= Directions =
Within the data below, how many lines contain "enumerate"? Reply with the number only.

= Input data =
——

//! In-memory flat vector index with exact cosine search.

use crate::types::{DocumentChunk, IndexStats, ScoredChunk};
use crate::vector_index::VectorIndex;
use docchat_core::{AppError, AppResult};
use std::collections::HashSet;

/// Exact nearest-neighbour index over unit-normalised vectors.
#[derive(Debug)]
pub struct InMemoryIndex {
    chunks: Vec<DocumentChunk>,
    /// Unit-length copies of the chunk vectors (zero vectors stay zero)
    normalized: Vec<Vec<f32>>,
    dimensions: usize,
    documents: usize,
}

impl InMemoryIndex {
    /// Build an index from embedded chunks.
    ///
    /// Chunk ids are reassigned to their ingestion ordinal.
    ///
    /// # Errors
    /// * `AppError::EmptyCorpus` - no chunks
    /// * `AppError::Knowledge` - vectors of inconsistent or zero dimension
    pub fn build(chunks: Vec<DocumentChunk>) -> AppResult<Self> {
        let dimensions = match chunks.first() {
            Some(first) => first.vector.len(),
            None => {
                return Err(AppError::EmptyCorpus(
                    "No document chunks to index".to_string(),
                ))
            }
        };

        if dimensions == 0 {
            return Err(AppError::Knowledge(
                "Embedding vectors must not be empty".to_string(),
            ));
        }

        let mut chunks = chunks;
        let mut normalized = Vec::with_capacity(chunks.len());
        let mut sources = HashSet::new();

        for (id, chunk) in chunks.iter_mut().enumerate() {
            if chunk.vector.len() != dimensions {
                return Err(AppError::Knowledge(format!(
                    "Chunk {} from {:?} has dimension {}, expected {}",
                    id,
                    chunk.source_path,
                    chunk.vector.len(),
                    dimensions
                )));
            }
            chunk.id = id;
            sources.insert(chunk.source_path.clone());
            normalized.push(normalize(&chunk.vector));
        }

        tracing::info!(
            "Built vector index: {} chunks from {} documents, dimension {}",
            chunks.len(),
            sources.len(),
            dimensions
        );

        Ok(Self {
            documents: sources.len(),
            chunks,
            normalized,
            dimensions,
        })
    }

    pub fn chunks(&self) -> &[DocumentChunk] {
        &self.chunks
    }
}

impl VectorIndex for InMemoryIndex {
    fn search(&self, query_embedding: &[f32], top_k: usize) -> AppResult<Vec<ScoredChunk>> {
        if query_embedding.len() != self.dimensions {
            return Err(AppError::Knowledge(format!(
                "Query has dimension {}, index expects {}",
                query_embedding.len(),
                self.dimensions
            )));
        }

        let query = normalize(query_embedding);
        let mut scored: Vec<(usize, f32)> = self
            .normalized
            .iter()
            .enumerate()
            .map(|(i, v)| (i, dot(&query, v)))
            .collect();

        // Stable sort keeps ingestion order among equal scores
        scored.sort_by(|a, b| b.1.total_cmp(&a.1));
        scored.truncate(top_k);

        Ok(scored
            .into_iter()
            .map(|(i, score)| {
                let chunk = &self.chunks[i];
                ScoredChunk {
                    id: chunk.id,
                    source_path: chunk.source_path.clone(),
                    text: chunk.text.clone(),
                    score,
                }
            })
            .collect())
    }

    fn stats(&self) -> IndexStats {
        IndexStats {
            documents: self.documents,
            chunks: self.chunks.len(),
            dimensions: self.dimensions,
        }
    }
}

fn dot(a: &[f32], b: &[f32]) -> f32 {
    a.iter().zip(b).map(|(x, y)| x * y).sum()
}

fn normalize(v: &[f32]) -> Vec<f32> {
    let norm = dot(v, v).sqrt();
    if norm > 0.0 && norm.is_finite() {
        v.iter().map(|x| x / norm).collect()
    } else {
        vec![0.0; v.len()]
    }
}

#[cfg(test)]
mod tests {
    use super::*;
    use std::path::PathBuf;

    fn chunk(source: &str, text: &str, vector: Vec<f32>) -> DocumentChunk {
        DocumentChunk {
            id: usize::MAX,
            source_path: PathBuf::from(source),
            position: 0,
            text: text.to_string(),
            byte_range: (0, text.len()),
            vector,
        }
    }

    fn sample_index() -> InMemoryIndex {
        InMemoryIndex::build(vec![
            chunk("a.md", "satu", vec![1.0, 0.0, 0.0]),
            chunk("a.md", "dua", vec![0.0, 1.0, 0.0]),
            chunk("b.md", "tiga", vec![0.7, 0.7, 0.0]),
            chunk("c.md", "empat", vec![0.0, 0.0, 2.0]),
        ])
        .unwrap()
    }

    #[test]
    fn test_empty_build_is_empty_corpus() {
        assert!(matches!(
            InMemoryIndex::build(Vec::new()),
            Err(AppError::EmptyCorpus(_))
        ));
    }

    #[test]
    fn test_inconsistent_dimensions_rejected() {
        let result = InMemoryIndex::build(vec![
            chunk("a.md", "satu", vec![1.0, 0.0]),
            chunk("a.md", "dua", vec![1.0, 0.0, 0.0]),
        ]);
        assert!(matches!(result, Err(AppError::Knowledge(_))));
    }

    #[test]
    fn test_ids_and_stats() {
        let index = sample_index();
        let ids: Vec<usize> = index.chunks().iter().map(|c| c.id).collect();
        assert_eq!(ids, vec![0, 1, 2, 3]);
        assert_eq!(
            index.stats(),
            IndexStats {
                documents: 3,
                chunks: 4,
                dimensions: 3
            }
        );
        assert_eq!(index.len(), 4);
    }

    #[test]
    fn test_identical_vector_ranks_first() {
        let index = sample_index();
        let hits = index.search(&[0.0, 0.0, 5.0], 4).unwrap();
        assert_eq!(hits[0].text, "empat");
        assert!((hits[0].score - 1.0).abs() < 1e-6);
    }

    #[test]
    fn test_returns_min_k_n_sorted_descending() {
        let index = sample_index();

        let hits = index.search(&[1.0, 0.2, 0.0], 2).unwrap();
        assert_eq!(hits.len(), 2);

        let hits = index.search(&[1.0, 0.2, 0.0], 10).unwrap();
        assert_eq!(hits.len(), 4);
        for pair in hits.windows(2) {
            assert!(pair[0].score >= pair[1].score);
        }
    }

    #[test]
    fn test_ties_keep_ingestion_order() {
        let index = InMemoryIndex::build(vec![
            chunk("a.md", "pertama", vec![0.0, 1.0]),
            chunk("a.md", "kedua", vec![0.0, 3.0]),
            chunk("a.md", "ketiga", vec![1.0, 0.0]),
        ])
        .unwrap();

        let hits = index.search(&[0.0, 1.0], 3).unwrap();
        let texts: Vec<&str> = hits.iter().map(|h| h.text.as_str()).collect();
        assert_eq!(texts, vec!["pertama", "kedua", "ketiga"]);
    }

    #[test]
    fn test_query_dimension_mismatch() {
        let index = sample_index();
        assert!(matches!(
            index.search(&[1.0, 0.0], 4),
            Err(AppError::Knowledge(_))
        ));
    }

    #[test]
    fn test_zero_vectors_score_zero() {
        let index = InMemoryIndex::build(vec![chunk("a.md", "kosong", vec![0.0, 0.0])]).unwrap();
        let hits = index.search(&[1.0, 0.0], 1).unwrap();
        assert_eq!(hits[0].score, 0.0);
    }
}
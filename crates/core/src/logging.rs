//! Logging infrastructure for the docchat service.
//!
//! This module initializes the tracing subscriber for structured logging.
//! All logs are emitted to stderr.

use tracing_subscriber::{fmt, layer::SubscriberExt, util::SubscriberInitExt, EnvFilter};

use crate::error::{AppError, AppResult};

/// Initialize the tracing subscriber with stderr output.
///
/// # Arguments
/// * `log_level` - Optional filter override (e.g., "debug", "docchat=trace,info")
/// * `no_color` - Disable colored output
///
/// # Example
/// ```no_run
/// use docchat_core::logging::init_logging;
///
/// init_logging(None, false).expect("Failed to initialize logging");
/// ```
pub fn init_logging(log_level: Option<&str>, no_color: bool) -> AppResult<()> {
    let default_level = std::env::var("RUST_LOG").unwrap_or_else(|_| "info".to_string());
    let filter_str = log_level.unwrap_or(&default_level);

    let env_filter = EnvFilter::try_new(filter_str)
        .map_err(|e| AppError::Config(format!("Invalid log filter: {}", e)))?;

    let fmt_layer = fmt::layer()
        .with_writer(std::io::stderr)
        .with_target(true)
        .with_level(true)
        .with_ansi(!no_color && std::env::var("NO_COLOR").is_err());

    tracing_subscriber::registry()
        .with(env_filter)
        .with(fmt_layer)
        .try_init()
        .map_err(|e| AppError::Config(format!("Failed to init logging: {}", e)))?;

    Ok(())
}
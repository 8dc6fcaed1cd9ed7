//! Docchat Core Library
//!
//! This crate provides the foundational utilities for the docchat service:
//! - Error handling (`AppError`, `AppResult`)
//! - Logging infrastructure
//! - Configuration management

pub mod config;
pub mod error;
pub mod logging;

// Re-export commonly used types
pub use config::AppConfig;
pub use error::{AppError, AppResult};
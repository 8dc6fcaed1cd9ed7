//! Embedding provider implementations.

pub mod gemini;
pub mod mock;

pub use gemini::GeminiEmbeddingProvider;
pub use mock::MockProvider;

——

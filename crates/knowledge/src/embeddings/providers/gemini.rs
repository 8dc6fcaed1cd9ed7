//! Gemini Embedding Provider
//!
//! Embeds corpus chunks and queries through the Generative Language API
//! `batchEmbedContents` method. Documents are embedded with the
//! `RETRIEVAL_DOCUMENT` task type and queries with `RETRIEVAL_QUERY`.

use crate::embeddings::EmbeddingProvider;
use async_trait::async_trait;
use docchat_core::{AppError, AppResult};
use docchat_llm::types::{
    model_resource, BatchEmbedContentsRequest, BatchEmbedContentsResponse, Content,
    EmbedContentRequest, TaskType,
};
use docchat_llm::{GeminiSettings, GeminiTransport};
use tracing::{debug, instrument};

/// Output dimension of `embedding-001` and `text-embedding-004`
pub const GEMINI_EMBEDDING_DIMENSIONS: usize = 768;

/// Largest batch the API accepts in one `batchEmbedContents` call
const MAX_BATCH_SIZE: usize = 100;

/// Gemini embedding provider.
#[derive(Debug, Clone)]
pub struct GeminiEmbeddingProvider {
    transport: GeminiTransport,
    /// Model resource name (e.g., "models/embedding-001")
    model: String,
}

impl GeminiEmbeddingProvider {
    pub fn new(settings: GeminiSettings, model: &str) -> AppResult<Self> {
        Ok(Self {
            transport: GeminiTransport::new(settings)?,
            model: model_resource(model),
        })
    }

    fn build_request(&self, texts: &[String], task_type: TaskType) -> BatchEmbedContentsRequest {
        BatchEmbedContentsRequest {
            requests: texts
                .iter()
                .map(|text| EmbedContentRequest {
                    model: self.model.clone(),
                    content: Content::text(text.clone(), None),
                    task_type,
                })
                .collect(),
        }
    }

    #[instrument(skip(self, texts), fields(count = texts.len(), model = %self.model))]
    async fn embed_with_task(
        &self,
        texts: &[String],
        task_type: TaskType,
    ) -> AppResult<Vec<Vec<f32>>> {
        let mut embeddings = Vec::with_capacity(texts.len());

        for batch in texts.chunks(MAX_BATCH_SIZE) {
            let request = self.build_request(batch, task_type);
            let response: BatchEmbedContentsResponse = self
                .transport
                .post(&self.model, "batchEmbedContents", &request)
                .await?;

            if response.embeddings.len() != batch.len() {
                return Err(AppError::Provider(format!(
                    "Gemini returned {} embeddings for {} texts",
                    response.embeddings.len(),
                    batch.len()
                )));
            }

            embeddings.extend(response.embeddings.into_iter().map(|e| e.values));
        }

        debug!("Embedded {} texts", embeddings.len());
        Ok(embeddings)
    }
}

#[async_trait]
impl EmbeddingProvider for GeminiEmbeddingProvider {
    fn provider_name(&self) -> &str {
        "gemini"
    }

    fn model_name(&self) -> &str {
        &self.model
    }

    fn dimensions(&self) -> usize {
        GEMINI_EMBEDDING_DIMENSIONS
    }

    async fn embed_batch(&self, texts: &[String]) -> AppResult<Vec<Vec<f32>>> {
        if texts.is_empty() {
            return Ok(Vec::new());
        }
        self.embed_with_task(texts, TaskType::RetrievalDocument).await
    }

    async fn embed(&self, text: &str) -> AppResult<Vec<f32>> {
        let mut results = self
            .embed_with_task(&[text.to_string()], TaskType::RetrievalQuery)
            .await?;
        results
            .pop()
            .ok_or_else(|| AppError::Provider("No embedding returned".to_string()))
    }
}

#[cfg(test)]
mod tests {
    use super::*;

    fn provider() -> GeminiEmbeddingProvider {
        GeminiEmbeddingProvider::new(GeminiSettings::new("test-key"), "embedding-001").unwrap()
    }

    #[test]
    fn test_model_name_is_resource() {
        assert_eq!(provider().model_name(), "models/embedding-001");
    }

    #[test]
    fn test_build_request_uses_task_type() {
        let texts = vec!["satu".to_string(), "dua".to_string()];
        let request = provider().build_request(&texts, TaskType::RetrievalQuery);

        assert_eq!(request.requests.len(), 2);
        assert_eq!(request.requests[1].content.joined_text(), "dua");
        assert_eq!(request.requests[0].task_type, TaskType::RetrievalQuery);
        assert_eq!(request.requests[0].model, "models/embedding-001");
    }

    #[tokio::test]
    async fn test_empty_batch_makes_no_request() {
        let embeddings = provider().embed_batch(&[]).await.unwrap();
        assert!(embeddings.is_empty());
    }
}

——

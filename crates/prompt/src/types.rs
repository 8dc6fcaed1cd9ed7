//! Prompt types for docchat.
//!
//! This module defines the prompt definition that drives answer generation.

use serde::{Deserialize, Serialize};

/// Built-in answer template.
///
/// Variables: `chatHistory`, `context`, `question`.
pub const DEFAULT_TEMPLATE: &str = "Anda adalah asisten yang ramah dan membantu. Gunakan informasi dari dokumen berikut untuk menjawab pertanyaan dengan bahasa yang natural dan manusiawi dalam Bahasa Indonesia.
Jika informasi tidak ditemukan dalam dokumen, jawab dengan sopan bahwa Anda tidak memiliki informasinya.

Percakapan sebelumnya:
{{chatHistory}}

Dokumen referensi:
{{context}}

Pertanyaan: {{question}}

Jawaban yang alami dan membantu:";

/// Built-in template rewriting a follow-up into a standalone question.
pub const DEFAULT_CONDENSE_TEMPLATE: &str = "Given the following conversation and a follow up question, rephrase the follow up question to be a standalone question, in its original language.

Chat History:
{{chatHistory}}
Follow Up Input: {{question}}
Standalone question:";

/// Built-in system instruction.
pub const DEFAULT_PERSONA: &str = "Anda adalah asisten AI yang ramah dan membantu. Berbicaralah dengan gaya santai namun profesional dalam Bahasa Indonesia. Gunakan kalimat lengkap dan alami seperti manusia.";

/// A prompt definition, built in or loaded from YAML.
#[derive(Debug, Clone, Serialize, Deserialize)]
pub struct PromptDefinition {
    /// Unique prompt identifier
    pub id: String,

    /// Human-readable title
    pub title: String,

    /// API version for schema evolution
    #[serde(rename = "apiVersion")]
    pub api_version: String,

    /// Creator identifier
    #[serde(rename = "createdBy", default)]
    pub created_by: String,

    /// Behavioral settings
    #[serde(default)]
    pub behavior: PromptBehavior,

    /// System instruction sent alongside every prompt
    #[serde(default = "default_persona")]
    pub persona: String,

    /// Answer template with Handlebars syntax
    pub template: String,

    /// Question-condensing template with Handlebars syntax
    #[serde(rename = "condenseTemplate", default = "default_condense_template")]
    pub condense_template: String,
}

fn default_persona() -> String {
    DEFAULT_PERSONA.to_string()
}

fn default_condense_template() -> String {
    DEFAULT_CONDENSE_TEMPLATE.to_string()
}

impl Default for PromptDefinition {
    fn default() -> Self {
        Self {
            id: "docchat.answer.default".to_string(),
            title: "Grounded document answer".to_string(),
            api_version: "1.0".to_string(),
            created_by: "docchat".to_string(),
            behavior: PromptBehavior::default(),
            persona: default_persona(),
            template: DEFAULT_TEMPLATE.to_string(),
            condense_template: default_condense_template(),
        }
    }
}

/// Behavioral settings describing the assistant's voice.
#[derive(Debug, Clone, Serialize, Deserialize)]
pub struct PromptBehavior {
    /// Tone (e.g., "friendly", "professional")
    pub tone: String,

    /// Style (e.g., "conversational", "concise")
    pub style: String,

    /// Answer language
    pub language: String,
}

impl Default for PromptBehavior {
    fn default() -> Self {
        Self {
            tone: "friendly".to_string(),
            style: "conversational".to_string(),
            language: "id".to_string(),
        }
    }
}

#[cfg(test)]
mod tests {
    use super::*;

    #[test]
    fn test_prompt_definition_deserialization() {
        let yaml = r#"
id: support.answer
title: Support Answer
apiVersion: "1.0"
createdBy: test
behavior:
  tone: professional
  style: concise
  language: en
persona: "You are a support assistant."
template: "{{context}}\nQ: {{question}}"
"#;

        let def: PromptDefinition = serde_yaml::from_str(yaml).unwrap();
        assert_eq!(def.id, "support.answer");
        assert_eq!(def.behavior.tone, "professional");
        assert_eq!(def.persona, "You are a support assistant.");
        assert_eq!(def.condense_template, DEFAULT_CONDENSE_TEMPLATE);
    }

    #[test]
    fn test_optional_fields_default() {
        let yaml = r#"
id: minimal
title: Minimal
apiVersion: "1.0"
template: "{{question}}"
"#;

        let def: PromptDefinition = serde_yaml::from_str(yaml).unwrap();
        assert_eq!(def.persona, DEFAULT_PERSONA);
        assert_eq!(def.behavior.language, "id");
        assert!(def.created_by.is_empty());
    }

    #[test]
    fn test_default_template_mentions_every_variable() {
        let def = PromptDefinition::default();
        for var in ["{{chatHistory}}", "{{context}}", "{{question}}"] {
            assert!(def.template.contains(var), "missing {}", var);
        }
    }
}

——

= Completed exercise =
2